I've been a fan of Doctor Who from the outset and I'm old enough to have seen all 10 regenerations to date. My family rented its first colour TV (everyone rented back then) because I went on and on and on about new Doctor Jon Pertwee being in colour. In the mid-1980s, I actually had a script I'd written selected by then-producer John Nathan-Turner and went to a number of production meetings at the BBC before, sadly, my script was bumped in favour of Frontios. Dagnabbit. I am pretty much everything you'd expect from a life-time long fan. But I'm also someone who worked tirelessly for fairness when I was a police officer. When I was a trainer at Hendon Police College, it was me who forced the decision that women could wear track suits or shorts instead of gym skirts during physical training. After the Stephen Lawrence Inquiry, I was one of the team selected to totally overhaul the Met Police's diversity training programme. I now work as a writer for TV and radio shows like QI and The Museum of Curiosity and no one shouts louder than me for more women to appear on the shows (although, to be fair, everyone on those shows shouts equally loudly). I'm not some sexist, misogynist nob who spends his days fuming over the number of female news anchors or the loss of the word 'gay' even though I never once used it to mean 'happy and abandoned'. But I still think that it makes no sense to have a female Doctor. Here's why.

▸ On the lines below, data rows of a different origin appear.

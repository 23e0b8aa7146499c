use bqwire::Job;

/// Summary of a job that reached the `DONE` state.
#[derive(Debug, Clone, Default, PartialEq)]
pub struct FinishedJob {
  pub id: String,
  pub errors: Vec<String>,
  pub bytes_processed: Option<u64>,
}

impl FinishedJob {
  pub fn succeeded<I>(id: I) -> Self
  where
    I: Into<String>,
  {
    FinishedJob {
      id: id.into(),
      ..FinishedJob::default()
    }
  }

  pub fn failed<I, E>(id: I, errors: Vec<E>) -> Self
  where
    I: Into<String>,
    E: Into<String>,
  {
    FinishedJob {
      id: id.into(),
      errors: errors.into_iter().map(|e| e.into()).collect(),
      bytes_processed: None,
    }
  }

  pub fn has_errors(&self) -> bool {
    !self.errors.is_empty()
  }

  pub fn details(&self) -> String {
    self.errors.join("\n")
  }
}

impl From<&Job> for FinishedJob {
  fn from(job: &Job) -> Self {
    let id = job.id().map(|id| id.to_string()).unwrap_or_default();
    let bytes_processed = job.statistics.as_ref().and_then(|stats| stats.bytes_processed());

    let mut errors = job
      .status
      .as_ref()
      .and_then(|status| status.errors.as_ref())
      .map(|list| list.iter().map(|e| e.message.clone()).collect::<Vec<String>>())
      .unwrap_or_default();

    // The terminal error is usually repeated in `errors`, but not always.
    if let Some(result) = job.status.as_ref().and_then(|status| status.error_result.as_ref()) {
      if !errors.contains(&result.message) {
        errors.insert(0, result.message.clone());
      }
    }

    FinishedJob {
      id,
      errors,
      bytes_processed,
    }
  }
}
use std::sync::Arc;

use crate::bigquery::BigQuery;
use crate::env::Config;
use crate::warehouse::Warehouse;

#[derive(Clone)]
pub struct Services {
  warehouse: Arc<dyn Warehouse>,
  config: Arc<Config>,
  version: String,
}

impl Services {
  pub fn warehouse(&self) -> &dyn Warehouse {
    self.warehouse.as_ref()
  }

  pub fn config(&self) -> &Config {
    &self.config
  }

  pub fn version(&self) -> &str {
    &self.version
  }

  pub fn with_warehouse(config: Config, warehouse: Arc<dyn Warehouse>) -> Self {
    Services {
      warehouse,
      config: Arc::new(config),
      version: std::option_env!("FERRYBOT_VERSION").unwrap_or("dev").to_string(),
    }
  }

  pub fn new(config: Config) -> Self {
    log::info!(
      "creating bigquery client for project '{}' at {}",
      config.warehouse.job_project,
      config.warehouse.base_url
    );
    let warehouse = Arc::new(BigQuery::new(&config.warehouse));
    log::info!("services ready!");
    Self::with_warehouse(config, warehouse)
  }
}

impl std::fmt::Display for Services {
  fn fmt(&self, formatter: &mut std::fmt::Formatter) -> std::fmt::Result {
    write!(formatter, "ferrybot-services@v{}", self.version)
  }
}
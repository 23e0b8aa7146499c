pub mod constants;
pub mod errors;
pub mod names;
pub mod plan;
pub mod sql;

mod job;

pub use errors::{ConfigViolation, IdentifierViolation, WarehouseError};
pub use job::FinishedJob;
pub use plan::{CopyPlan, MaterializePlan};
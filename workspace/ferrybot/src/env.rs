use std::time::Duration;

use bqwire::TableReference;
use ferry::{names, ConfigViolation, CopyPlan, MaterializePlan};

use crate::constants;

#[derive(Debug, Clone)]
pub struct WarehouseConfig {
  pub base_url: String,
  pub job_project: String,
  pub access_token: Option<String>,
  pub metadata_url: String,
  pub poll_interval: Duration,
}

/// Everything the service needs, resolved once at boot.
#[derive(Debug, Clone)]
pub struct Config {
  pub addr: String,
  pub copy: CopyPlan,
  pub materialize: MaterializePlan,
  pub warehouse: WarehouseConfig,
}

fn parse_flag(field: &str, value: Option<String>) -> Result<bool, ConfigViolation> {
  match value.as_deref().map(|v| v.trim().to_ascii_lowercase()).as_deref() {
    None | Some("false") | Some("0") | Some("no") => Ok(false),
    Some("true") | Some("1") | Some("yes") => Ok(true),
    Some(other) => Err(ConfigViolation::Invalid {
      field: field.to_string(),
      value: other.to_string(),
    }),
  }
}

fn parse_interval(value: Option<String>) -> Result<Duration, ConfigViolation> {
  let raw = match value {
    None => return Ok(Duration::from_millis(constants::DEFAULT_POLL_INTERVAL_MS)),
    Some(raw) => raw,
  };

  match raw.trim().parse::<u64>() {
    Ok(millis) if millis > 0 => Ok(Duration::from_millis(millis)),
    _ => Err(ConfigViolation::Invalid {
      field: constants::POLL_INTERVAL_ENV.to_string(),
      value: raw,
    }),
  }
}

fn parse_addr(addr: Option<String>, port: Option<String>) -> Result<String, ConfigViolation> {
  if let Some(addr) = addr {
    return Ok(addr);
  }

  match port {
    None => Ok(constants::DEFAULT_HTTP_ADDR.to_string()),
    Some(port) => port
      .trim()
      .parse::<u16>()
      .map(|number| format!("0.0.0.0:{}", number))
      .map_err(|_| ConfigViolation::Invalid {
        field: constants::PORT_ENV.to_string(),
        value: port,
      }),
  }
}

impl Config {
  pub fn from_env() -> Result<Self, ConfigViolation> {
    Self::from_lookup(|key| std::env::var(key).ok())
  }

  /// Builds the configuration from an arbitrary variable lookup; blank values count as unset.
  pub fn from_lookup<F>(lookup: F) -> Result<Self, ConfigViolation>
  where
    F: Fn(&str) -> Option<String>,
  {
    let get = |key: &str| lookup(key).filter(|value| !value.trim().is_empty());
    let or = |key: &str, fallback: &str| get(key).unwrap_or_else(|| fallback.to_string());

    let source = TableReference::new(
      or(constants::COPY_SOURCE_PROJECT_ENV, constants::DEFAULT_COPY_SOURCE_PROJECT),
      or(constants::COPY_SOURCE_DATASET_ENV, constants::DEFAULT_COPY_SOURCE_DATASET),
      or(constants::COPY_SOURCE_TABLE_ENV, constants::DEFAULT_COPY_SOURCE_TABLE),
    );
    let destination = TableReference::new(
      or(constants::COPY_DESTINATION_PROJECT_ENV, constants::DEFAULT_COPY_DESTINATION_PROJECT),
      or(constants::COPY_DESTINATION_DATASET_ENV, constants::DEFAULT_COPY_DESTINATION_DATASET),
      or(constants::COPY_DESTINATION_TABLE_ENV, constants::DEFAULT_COPY_DESTINATION_TABLE),
    );
    let job_project = get(constants::JOB_PROJECT_ENV).unwrap_or_else(|| destination.project_id.clone());
    let copy = CopyPlan::new(source, destination)?;

    let view = names::parse_table(
      constants::SOURCE_VIEW_ENV,
      &or(constants::SOURCE_VIEW_ENV, constants::DEFAULT_SOURCE_VIEW),
    )?;
    let staging = names::parse_dataset(
      constants::STAGING_DATASET_ENV,
      &or(constants::STAGING_DATASET_ENV, constants::DEFAULT_STAGING_DATASET),
    )?;
    let target = names::parse_dataset(
      constants::DESTINATION_DATASET_ENV,
      &or(constants::DESTINATION_DATASET_ENV, constants::DEFAULT_DESTINATION_DATASET),
    )?;
    let table = or(constants::MATERIALIZED_TABLE_ENV, constants::DEFAULT_MATERIALIZED_TABLE);
    let cleanup = parse_flag(constants::DROP_STAGING_ENV, get(constants::DROP_STAGING_ENV))?;

    let materialize = MaterializePlan::new(view, &staging, &target, table.trim())?
      .located(get(constants::STAGING_LOCATION_ENV).map(|location| location.trim().to_string()))
      .with_cleanup(cleanup);

    names::validate_project(&job_project).map_err(|violation| ConfigViolation::Identifier {
      field: constants::JOB_PROJECT_ENV.to_string(),
      value: job_project.clone(),
      violation,
    })?;

    let base_url = or(constants::BIGQUERY_URL_ENV, constants::DEFAULT_BIGQUERY_URL);
    http_types::Url::parse(&base_url).map_err(|_| ConfigViolation::Invalid {
      field: constants::BIGQUERY_URL_ENV.to_string(),
      value: base_url.clone(),
    })?;

    let warehouse = WarehouseConfig {
      base_url: base_url.trim_end_matches('/').to_string(),
      job_project,
      access_token: get(constants::ACCESS_TOKEN_ENV),
      metadata_url: or(constants::METADATA_TOKEN_URL_ENV, constants::DEFAULT_METADATA_TOKEN_URL),
      poll_interval: parse_interval(get(constants::POLL_INTERVAL_ENV))?,
    };

    let addr = parse_addr(get(constants::FERRY_HTTP_ADDR_ENV), get(constants::PORT_ENV))?;

    Ok(Config {
      addr,
      copy,
      materialize,
      warehouse,
    })
  }
}
use serde::{Deserialize, Serialize};

use crate::tables::{TableReference, WriteDisposition};

#[derive(Debug, Deserialize, Serialize, Clone, PartialEq)]
#[serde(rename_all = "camelCase")]
pub struct JobReference {
  pub project_id: String,
  pub job_id: String,
  #[serde(skip_serializing_if = "Option::is_none")]
  pub location: Option<String>,
}

#[derive(Debug, Deserialize, Serialize, Clone)]
#[serde(rename_all = "camelCase")]
pub struct JobConfigurationTableCopy {
  #[serde(skip_serializing_if = "Option::is_none")]
  pub source_table: Option<TableReference>,
  #[serde(default, skip_serializing_if = "Vec::is_empty")]
  pub source_tables: Vec<TableReference>,
  #[serde(skip_serializing_if = "Option::is_none")]
  pub destination_table: Option<TableReference>,
  #[serde(skip_serializing_if = "Option::is_none")]
  pub write_disposition: Option<WriteDisposition>,
}

impl JobConfigurationTableCopy {
  pub fn new(source: TableReference, destination: TableReference, disposition: WriteDisposition) -> Self {
    JobConfigurationTableCopy {
      source_table: Some(source),
      source_tables: Vec::new(),
      destination_table: Some(destination),
      write_disposition: Some(disposition),
    }
  }
}

#[derive(Debug, Deserialize, Serialize, Clone)]
#[serde(rename_all = "camelCase")]
pub struct JobConfigurationQuery {
  #[serde(default)]
  pub query: String,
  #[serde(skip_serializing_if = "Option::is_none")]
  pub use_legacy_sql: Option<bool>,
}

#[derive(Debug, Deserialize, Serialize, Clone, Default)]
#[serde(rename_all = "camelCase")]
pub struct JobConfiguration {
  #[serde(skip_serializing_if = "Option::is_none")]
  pub copy: Option<JobConfigurationTableCopy>,
  #[serde(skip_serializing_if = "Option::is_none")]
  pub query: Option<JobConfigurationQuery>,
}

#[derive(Debug, Deserialize, Serialize, Clone, Copy, PartialEq, Eq)]
#[serde(rename_all = "SCREAMING_SNAKE_CASE")]
pub enum JobState {
  Pending,
  Running,
  Done,
  #[serde(other)]
  Unknown,
}

#[derive(Debug, Deserialize, Serialize, Clone, PartialEq)]
#[serde(rename_all = "camelCase")]
pub struct ErrorProto {
  #[serde(skip_serializing_if = "Option::is_none")]
  pub reason: Option<String>,
  #[serde(skip_serializing_if = "Option::is_none")]
  pub location: Option<String>,
  #[serde(default)]
  pub message: String,
}

impl ErrorProto {
  pub fn message<M>(message: M) -> Self
  where
    M: Into<String>,
  {
    ErrorProto {
      reason: None,
      location: None,
      message: message.into(),
    }
  }
}

#[derive(Debug, Deserialize, Serialize, Clone)]
#[serde(rename_all = "camelCase")]
pub struct JobStatus {
  pub state: JobState,
  #[serde(skip_serializing_if = "Option::is_none")]
  pub error_result: Option<ErrorProto>,
  #[serde(skip_serializing_if = "Option::is_none")]
  pub errors: Option<Vec<ErrorProto>>,
}

#[derive(Debug, Deserialize, Serialize, Clone, Default)]
#[serde(rename_all = "camelCase")]
pub struct QueryStatistics {
  #[serde(skip_serializing_if = "Option::is_none")]
  pub total_bytes_processed: Option<String>,
}

// int64 fields arrive as json strings.
#[derive(Debug, Deserialize, Serialize, Clone, Default)]
#[serde(rename_all = "camelCase")]
pub struct JobStatistics {
  #[serde(skip_serializing_if = "Option::is_none")]
  pub total_bytes_processed: Option<String>,
  #[serde(skip_serializing_if = "Option::is_none")]
  pub query: Option<QueryStatistics>,
}

impl JobStatistics {
  pub fn bytes_processed(&self) -> Option<u64> {
    self
      .query
      .as_ref()
      .and_then(|query| query.total_bytes_processed.as_ref())
      .or(self.total_bytes_processed.as_ref())
      .and_then(|raw| raw.parse::<u64>().ok())
  }
}

#[derive(Debug, Deserialize, Serialize, Clone, Default)]
#[serde(rename_all = "camelCase")]
pub struct Job {
  #[serde(skip_serializing_if = "Option::is_none")]
  pub job_reference: Option<JobReference>,
  #[serde(skip_serializing_if = "Option::is_none")]
  pub configuration: Option<JobConfiguration>,
  #[serde(skip_serializing_if = "Option::is_none")]
  pub status: Option<JobStatus>,
  #[serde(skip_serializing_if = "Option::is_none")]
  pub statistics: Option<JobStatistics>,
}

impl Job {
  pub fn copy(reference: JobReference, copy: JobConfigurationTableCopy) -> Self {
    let configuration = JobConfiguration {
      copy: Some(copy),
      ..JobConfiguration::default()
    };

    Job {
      job_reference: Some(reference),
      configuration: Some(configuration),
      ..Job::default()
    }
  }

  pub fn query(reference: JobReference, sql: &str) -> Self {
    let query = JobConfigurationQuery {
      query: sql.to_string(),
      use_legacy_sql: Some(false),
    };
    let configuration = JobConfiguration {
      query: Some(query),
      ..JobConfiguration::default()
    };

    Job {
      job_reference: Some(reference),
      configuration: Some(configuration),
      ..Job::default()
    }
  }

  pub fn state(&self) -> Option<JobState> {
    self.status.as_ref().map(|status| status.state)
  }

  pub fn is_done(&self) -> bool {
    self.state() == Some(JobState::Done)
  }

  pub fn id(&self) -> Option<&str> {
    self.job_reference.as_ref().map(|reference| reference.job_id.as_str())
  }
}

#[derive(Debug, Deserialize, Clone)]
pub struct ApiError {
  pub code: u16,
  #[serde(default)]
  pub message: String,
  pub status: Option<String>,
  #[serde(default)]
  pub errors: Vec<ErrorProto>,
}

/// Body returned by the api for any non-2xx response.
#[derive(Debug, Deserialize, Clone)]
pub struct ApiErrorEnvelope {
  pub error: ApiError,
}

#[cfg(test)]
mod tests {
  use super::{ApiErrorEnvelope, Job, JobConfigurationTableCopy, JobReference, JobState};
  use crate::tables::{TableReference, WriteDisposition};

  #[test]
  fn test_decode_finished_query_job() {
    let body = r#"{
      "kind": "bigquery#job",
      "id": "gs-demo:EU.ferry_query_1",
      "jobReference": { "projectId": "gs-demo", "jobId": "ferry_query_1", "location": "EU" },
      "status": {
        "state": "DONE",
        "errorResult": { "reason": "quotaExceeded", "message": "quota exceeded" },
        "errors": [{ "reason": "quotaExceeded", "message": "quota exceeded" }]
      },
      "statistics": {
        "creationTime": "1700000000000",
        "totalBytesProcessed": "10",
        "query": { "totalBytesProcessed": "2048" }
      }
    }"#;

    let job = serde_json::from_str::<Job>(body).unwrap();
    assert!(job.is_done());
    assert_eq!(job.id(), Some("ferry_query_1"));
    assert_eq!(job.statistics.unwrap().bytes_processed(), Some(2048));
    let errors = job.status.unwrap().errors.unwrap();
    assert_eq!(errors[0].message, "quota exceeded");
  }

  #[test]
  fn test_decode_finished_multi_source_copy_job() {
    let body = r#"{
      "kind": "bigquery#job",
      "id": "gs-demo:EU.ferry_copy_1",
      "jobReference": { "projectId": "gs-demo", "jobId": "ferry_copy_1", "location": "EU" },
      "configuration": {
        "jobType": "COPY",
        "copy": {
          "sourceTables": [{ "projectId": "gs-demo", "datasetId": "eu", "tableId": "chain" }],
          "destinationTable": { "projectId": "gs-demo", "datasetId": "asia", "tableId": "chain" },
          "operationType": "COPY"
        }
      },
      "status": { "state": "DONE" },
      "statistics": { "creationTime": "1700000000000", "copy": { "copiedRows": "12" } }
    }"#;

    let job = serde_json::from_str::<Job>(body).unwrap();
    assert!(job.is_done());
    assert_eq!(job.id(), Some("ferry_copy_1"));
    let copy = job.configuration.and_then(|configuration| configuration.copy).unwrap();
    assert_eq!(copy.source_table, None);
    assert_eq!(copy.source_tables, vec![TableReference::new("gs-demo", "eu", "chain")]);
    assert_eq!(copy.write_disposition, None);
  }

  #[test]
  fn test_decode_query_job_without_echoed_sql() {
    let body = r#"{
      "jobReference": { "projectId": "gs-demo", "jobId": "ferry_query_1" },
      "configuration": { "query": { "destinationTable": { "projectId": "gs-demo", "datasetId": "eu", "tableId": "anon" } } },
      "status": { "state": "RUNNING" }
    }"#;

    let job = serde_json::from_str::<Job>(body).unwrap();
    assert_eq!(job.state(), Some(JobState::Running));
    let query = job.configuration.and_then(|configuration| configuration.query).unwrap();
    assert_eq!(query.query, "");
    assert_eq!(query.use_legacy_sql, None);
  }

  #[test]
  fn test_decode_unknown_state() {
    let body = r#"{ "status": { "state": "SUSPENDED" } }"#;
    let job = serde_json::from_str::<Job>(body).unwrap();
    assert_eq!(job.state(), Some(JobState::Unknown));
    assert!(!job.is_done());
  }

  #[test]
  fn test_encode_copy_job() {
    let reference = JobReference {
      project_id: "gs-demo".into(),
      job_id: "ferry_copy_1".into(),
      location: None,
    };
    let copy = JobConfigurationTableCopy::new(
      TableReference::new("gs-demo", "eu", "chain"),
      TableReference::new("gs-demo", "asia", "chain"),
      WriteDisposition::WriteTruncate,
    );
    let json = serde_json::to_value(&Job::copy(reference, copy)).unwrap();

    assert_eq!(
      json,
      serde_json::json!({
        "jobReference": { "projectId": "gs-demo", "jobId": "ferry_copy_1" },
        "configuration": {
          "copy": {
            "sourceTable": { "projectId": "gs-demo", "datasetId": "eu", "tableId": "chain" },
            "destinationTable": { "projectId": "gs-demo", "datasetId": "asia", "tableId": "chain" },
            "writeDisposition": "WRITE_TRUNCATE"
          }
        }
      })
    );
  }

  #[test]
  fn test_encode_query_job_uses_standard_sql() {
    let reference = JobReference {
      project_id: "gs-demo".into(),
      job_id: "ferry_query_1".into(),
      location: Some("EU".into()),
    };
    let json = serde_json::to_value(&Job::query(reference, "SELECT 1")).unwrap();
    assert_eq!(json["configuration"]["query"]["useLegacySql"], serde_json::json!(false));
    assert_eq!(json["jobReference"]["location"], serde_json::json!("EU"));
  }

  #[test]
  fn test_decode_error_envelope() {
    let body = r#"{
      "error": {
        "code": 403,
        "message": "Access Denied: Table gs-demo:eu.chain",
        "status": "PERMISSION_DENIED",
        "errors": [{ "message": "Access Denied: Table gs-demo:eu.chain", "reason": "accessDenied" }]
      }
    }"#;
    let envelope = serde_json::from_str::<ApiErrorEnvelope>(body).unwrap();
    assert_eq!(envelope.error.code, 403);
    assert_eq!(envelope.error.status.as_deref(), Some("PERMISSION_DENIED"));
    assert_eq!(envelope.error.errors.len(), 1);
  }
}
use bqwire::TableReference;

pub fn create_or_replace(target: &TableReference, source: &TableReference) -> String {
  format!(
    "CREATE OR REPLACE TABLE {} AS SELECT * FROM {}",
    target.quoted(),
    source.quoted()
  )
}

pub fn drop_table(target: &TableReference) -> String {
  format!("DROP TABLE IF EXISTS {}", target.quoted())
}
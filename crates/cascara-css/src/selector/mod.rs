//! Selector values produced by the grammar.
//!
//! These are plain data: the parser builds them once per recognized selector
//! and hands them to listeners inside rule events. Nothing here matches
//! selectors against a document.

use core::fmt;

use serde::Serialize;

/// [CSS 2.1 § 5.3 Type selectors](https://www.w3.org/TR/CSS2/selector.html#type-selectors)
///
/// The element part of a simple selector.
#[derive(Debug, Clone, PartialEq, Eq, Serialize)]
pub enum ElementName {
    /// A named element type, e.g. `div`.
    Named(String),
    /// [§ 5.3 Universal selector](https://www.w3.org/TR/CSS2/selector.html#universal-selector) `*`.
    Universal,
}

impl ElementName {
    /// Source text of the element name.
    #[must_use]
    pub fn text(&self) -> &str {
        match self {
            Self::Named(name) => name,
            Self::Universal => "*",
        }
    }
}

/// One modifier of a simple selector, holding its rendered source text.
#[derive(Debug, Clone, PartialEq, Eq, Serialize)]
pub enum Modifier {
    /// [§ 5.9 ID selectors](https://www.w3.org/TR/CSS2/selector.html#id-selectors), e.g. `#main`.
    Id(String),
    /// [§ 5.8.3 Class selectors](https://www.w3.org/TR/CSS2/selector.html#class-html), e.g. `.note`.
    Class(String),
    /// [§ 5.8 Attribute selectors](https://www.w3.org/TR/CSS2/selector.html#attribute-selectors),
    /// e.g. `[lang|="en"]`.
    Attribute(String),
    /// [§ 5.10 Pseudo-elements and pseudo-classes](https://www.w3.org/TR/CSS2/selector.html#pseudo-elements),
    /// e.g. `:hover` or `:lang(fr)`.
    Pseudo(String),
}

impl Modifier {
    /// Rendered text of the modifier, including its leading punctuation.
    #[must_use]
    pub fn text(&self) -> &str {
        match self {
            Self::Id(text) | Self::Class(text) | Self::Attribute(text) | Self::Pseudo(text) => {
                text
            }
        }
    }
}

/// [§ 5.2 Selector syntax](https://www.w3.org/TR/CSS2/selector.html#selector-syntax)
///
/// "A simple selector is either a type selector or universal selector followed
/// immediately by zero or more attribute selectors, ID selectors, or
/// pseudo-classes, in any order."
///
/// The canonical text is computed at construction and never changes.
#[derive(Debug, Clone, PartialEq, Eq, Serialize)]
pub struct SelectorUnit {
    element_name: Option<ElementName>,
    modifiers: Vec<Modifier>,
    text: String,
}

impl SelectorUnit {
    /// Build a unit. Returns `None` when there is neither an element name nor
    /// a modifier, since such a unit cannot be written in CSS.
    #[must_use]
    pub fn new(element_name: Option<ElementName>, modifiers: Vec<Modifier>) -> Option<Self> {
        if element_name.is_none() && modifiers.is_empty() {
            return None;
        }
        let mut text = element_name
            .as_ref()
            .map(ElementName::text)
            .unwrap_or_default()
            .to_string();
        for modifier in &modifiers {
            text.push_str(modifier.text());
        }
        Some(Self {
            element_name,
            modifiers,
            text,
        })
    }

    /// The element name, if one was written.
    #[must_use]
    pub const fn element_name(&self) -> Option<&ElementName> {
        self.element_name.as_ref()
    }

    /// The modifiers in source order.
    #[must_use]
    pub fn modifiers(&self) -> &[Modifier] {
        &self.modifiers
    }

    /// Element name followed by every modifier, e.g. `a.external:hover`.
    #[must_use]
    pub fn text(&self) -> &str {
        &self.text
    }
}

impl fmt::Display for SelectorUnit {
    fn fmt(&self, f: &mut fmt::Formatter<'_>) -> fmt::Result {
        f.write_str(&self.text)
    }
}

/// [§ 5.2 Selector syntax](https://www.w3.org/TR/CSS2/selector.html#selector-syntax)
///
/// "Combinators are: white space, 'greater-than sign' (U+003E, >), and 'plus
/// sign' (U+002B, +)."
#[derive(Debug, Clone, Copy, PartialEq, Eq, Serialize)]
pub enum Combinator {
    /// [§ 5.5 Descendant selectors](https://www.w3.org/TR/CSS2/selector.html#descendant-selectors): whitespace.
    Descendant,
    /// [§ 5.6 Child selectors](https://www.w3.org/TR/CSS2/selector.html#child-selectors): `>`.
    Child,
    /// [§ 5.7 Adjacent sibling selectors](https://www.w3.org/TR/CSS2/selector.html#adjacent-selectors): `+`.
    AdjacentSibling,
}

impl Combinator {
    /// Map the source text of an explicit combinator token.
    #[must_use]
    pub fn from_symbol(symbol: &str) -> Option<Self> {
        match symbol {
            ">" => Some(Self::Child),
            "+" => Some(Self::AdjacentSibling),
            _ => None,
        }
    }

    /// The combinator as it is written between two units.
    #[must_use]
    pub const fn symbol(self) -> &'static str {
        match self {
            Self::Descendant => " ",
            Self::Child => ">",
            Self::AdjacentSibling => "+",
        }
    }
}

/// An element of a selector chain.
#[derive(Debug, Clone, PartialEq, Eq, Serialize)]
pub enum SelectorPart {
    /// A simple selector.
    Unit(SelectorUnit),
    /// A combinator joining the units on either side.
    Combinator(Combinator),
}

/// "A selector is a chain of one or more simple selectors separated by combinators."
///
/// Always starts with a unit and alternates unit, combinator, unit.
#[derive(Debug, Clone, PartialEq, Eq, Serialize)]
#[serde(transparent)]
pub struct Selector {
    parts: Vec<SelectorPart>,
}

impl Selector {
    /// A selector consisting of a single simple selector.
    #[must_use]
    pub fn new(first: SelectorUnit) -> Self {
        Self {
            parts: vec![SelectorPart::Unit(first)],
        }
    }

    /// Extend the chain with `combinator` and the unit it leads to.
    pub fn push(&mut self, combinator: Combinator, unit: SelectorUnit) {
        self.parts.push(SelectorPart::Combinator(combinator));
        self.parts.push(SelectorPart::Unit(unit));
    }

    /// The chain in source order.
    #[must_use]
    pub fn parts(&self) -> &[SelectorPart] {
        &self.parts
    }

    /// Number of parts, units and combinators together.
    #[must_use]
    pub fn len(&self) -> usize {
        self.parts.len()
    }

    /// Always false: a selector holds at least one unit.
    #[must_use]
    pub fn is_empty(&self) -> bool {
        self.parts.is_empty()
    }

    /// Iterate over the simple selectors, skipping combinators.
    pub fn units(&self) -> impl Iterator<Item = &SelectorUnit> {
        self.parts.iter().filter_map(|part| match part {
            SelectorPart::Unit(unit) => Some(unit),
            SelectorPart::Combinator(_) => None,
        })
    }

    /// Iterate over the combinators in source order.
    pub fn combinators(&self) -> impl Iterator<Item = Combinator> + '_ {
        self.parts.iter().filter_map(|part| match part {
            SelectorPart::Combinator(combinator) => Some(*combinator),
            SelectorPart::Unit(_) => None,
        })
    }
}

impl fmt::Display for Selector {
    /// Renders with single spaces around explicit combinators, e.g. `ul > li a`.
    fn fmt(&self, f: &mut fmt::Formatter<'_>) -> fmt::Result {
        for part in &self.parts {
            match part {
                SelectorPart::Unit(unit) => f.write_str(unit.text())?,
                SelectorPart::Combinator(Combinator::Descendant) => f.write_str(" ")?,
                SelectorPart::Combinator(combinator) => write!(f, " {} ", combinator.symbol())?,
            }
        }
        Ok(())
    }
}

#[cfg(test)]
mod tests {
    use super::*;

    fn unit(name: &str) -> SelectorUnit {
        SelectorUnit::new(Some(ElementName::Named(name.to_string())), Vec::new()).unwrap()
    }

    #[test]
    fn test_unit_text_concatenates_in_source_order() {
        let unit = SelectorUnit::new(
            Some(ElementName::Named("a".to_string())),
            vec![
                Modifier::Class(".ext".to_string()),
                Modifier::Attribute("[href]".to_string()),
                Modifier::Pseudo(":hover".to_string()),
            ],
        )
        .unwrap();
        assert_eq!(unit.text(), "a.ext[href]:hover");
    }

    #[test]
    fn test_unit_without_element_name() {
        let unit = SelectorUnit::new(None, vec![Modifier::Id("#nav".to_string())]).unwrap();
        assert_eq!(unit.text(), "#nav");
        assert!(unit.element_name().is_none());
    }

    #[test]
    fn test_empty_unit_is_rejected() {
        assert!(SelectorUnit::new(None, Vec::new()).is_none());
    }

    #[test]
    fn test_push_extends_chain_in_order() {
        let mut selector = Selector::new(unit("ul"));
        selector.push(Combinator::Child, unit("li"));
        selector.push(Combinator::Descendant, unit("a"));

        assert_eq!(selector.len(), 5);
        assert_eq!(selector.to_string(), "ul > li a");
        assert_eq!(
            selector.combinators().collect::<Vec<_>>(),
            vec![Combinator::Child, Combinator::Descendant]
        );
    }
}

Firstly, there's no real precedence for it. Time Lords can have 12 regenerations - 13 bodies - and the Doctor is on body 11. He's never changed sex before, so why would he now? His arch-enemy, the Master, has also had a number of bodies and they've all been male (although I'll concede that we haven't seen most of his regenerations). Time Lord President Borusa has appeared in several incarnations, all male. And when the Doctor and Morbius had their mind fight in The Brain of Morbius, we saw all of their previous incarnations on a screen. All male. Meanwhile, we have met a number of female Time Lords (Time Ladies?) over the years, such as the Rani, the Inquisitor, and Chancellors Thalia and Flavia, but we've only seen one regeneration - Romana, who changed from a woman into a woman. In 50 years there has never been a mention of Time Lords changing sex ... except just once, where Neil Gaiman muddied the waters in his 2012 script, The Doctor's Wife, in which he mentions a Time Lord called the Corsair who's been male and female (though the name suggests a somewhat campier Time Lord than we're used to - I imagine him/her cross-dressing or using technology to change sex on a whim). The only time a Time LOrd gender swap has ever been seen was in the 1999 Red Nose Day spoof Curse of Fatal Death where the Doctor morphs from Rowan Atkinson to Richard E 'lick the mirror handsome' Grant to Jim Broadbent to Hugh Grant to Joanna Lumley (incidentally, Jonathan Pryce would make a great Doctor and was, in this, a great Master).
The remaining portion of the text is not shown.